9.4 Body fluid; blood pressure regulation, Electrolyte Balance & Renin-Angiotensin-Aldosterone System
Body fluid
Intracellular fluid (ICF)
Located within cells
Major component of total body water (2/3)
Extracellular fluid (ECF)
Located outside the cell
Interstitial fluid: Between cells and tissue
Plasma: Fluid component of blood
Components: Water, protein, electrolytes, others
Functions: Transport/carriage, colloid osmotic pressure, membrane excitability, buffering
Compartments are separated by barriers
Capillary wall
Separates plasma and interstitial fluid
Movement passive via pores
Plasma (cell) membrane
Separates interstitial fluid and intracellular fluid
Movement regulated by passive and active mechanisms, such as channels, pumps
Fluid gain and loss
Fluid gain:
Ingested liquids, food, and metabolic production (e.g. from cellular respiration)
Fluid loss:
Urinary loss, sweating, respiratory evaporation, and gastrointestinal losses
Regulation of fluid balance:
Thirst mechanism: Activated by changes in serum osmolarity, detected by receptors in the hypothalamus
Water loss: regulated by kidneys, skin and lungs
Acidosis and alkalosis
Acid-base balance describes concentration of free hydrogen ions
A substance is an acid if it gives up H+ in solution
A substance is a base if it binds H+ in solution
a Major source of H+ is metabolically produced as a result of cellular respiration, particularly during the breakdown of glucose and fatty acids.
Acidosis
Blood pH falls below 7.35
Can cause CNS depression, coma
Results from an excess of H+ or insufficient bicarbonate (HCO3-)
Alkalosis
Blood pH rises above 7.45
Can cause CNS excitation, leading to seizures and spasms
Results from exceess bicarbonate or a loss of H+
Regulation
Respiratory system: adjusts CO2 levels to regulate H+ concentrations. Increased breathing reduces CO2 (raising pH), and decreased breathing increases CO2 (lowering pH)
Juxtaglomerular apparatus
It is a specialised collection of cells in the nephron, responsive to changes in blood pressure and sodium levels
Components
Granular cells (Juxtaglomerular cells): Release renin in response to low blood pressure or sodium levels
Macula densa: Senses changes in sodium concentration in the distal convoluted tubules and signals granular cells
Function: regulates blood pressure and electrolyte balance by controlling the release of renin, which triggers the Renin-angiotensin-aldosterone system pathway
Renin-Angiotensis-aldosterone system
Renin release
Triggered by low blood pressure, low sodium levls, or sympathetic nervous system activation.

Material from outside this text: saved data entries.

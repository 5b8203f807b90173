use clap::Parser;
use mtrand_rs::MtRand;
use std::f64::consts::PI;

#[derive(Parser, Debug)]
#[command(version, about = "Histogram of normal variates against the density", long_about = None)]
struct Args {
    /// Number of variates to draw
    #[arg(short, long, default_value_t = 10_000_000)]
    nvariates: usize,

    /// Number of histogram bins
    #[arg(
        short,
        long,
        default_value_t = 100,
        value_parser = clap::builder::RangedU64ValueParser::<usize>::new().range(1..)
    )]
    bins: usize,

    /// Generator seed
    #[arg(short, long, default_value_t = 5489)]
    seed: u32,
}

fn main() {
    let args = Args::parse();
    let mut rng = MtRand::new(args.seed);

    let mut variate = vec![0.0f64; args.nvariates];
    let mut bin = vec![0usize; args.bins];

    rng.fill_normal(&mut variate);

    let minv = variate.iter().cloned().fold(f64::INFINITY, f64::min);
    let maxv = variate.iter().cloned().fold(f64::NEG_INFINITY, f64::max);
    let binwidth = (maxv - minv) / args.bins as f64;

    for &v in &variate {
        let mut j = ((v - minv) / binwidth).floor() as usize;
        if j >= args.bins {
            j = args.bins - 1; // guard against max edge
        }
        bin[j] += 1;
    }

    // Expected count from the density at the bin centre
    let a = args.nvariates as f64 * binwidth / (2.0 * PI).sqrt();
    for (i, count) in bin.iter().enumerate() {
        let x = binwidth * (i as f64 + 0.5) + minv;
        let expected = a * (-0.5 * x * x).exp();
        println!("{} {} {}", x, count, expected);
    }
}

Renin converts angiotensinogen (from the liver) into angiotensis I, which is then converted to angiotensin II by the enzyme ACE (angiotensin-converting enzyme) primarily in the lungs
Angiotensin II effects
Vasoconstriction: increases systemic vascular resistance, raising blood pressure
Aldosterone release: Stimulates the adrenal glands to release aldosterone, which acts on the distal convoluted tubule and collecting duct of the nephron to
Increase sodium reabsorption
Promoted potassium secretion
Aldosterone
Acts on the principal cells of the distal convoluted tubule and collecting ducts, promoting sodium retention and potassium excretion
Chloride (Cl-) follows sodium passively, contributing to fluid balance.
End result: The RAAS pathway enhances sodium and water retention, elevating blood volume and blood pressure to maintain homeostasis.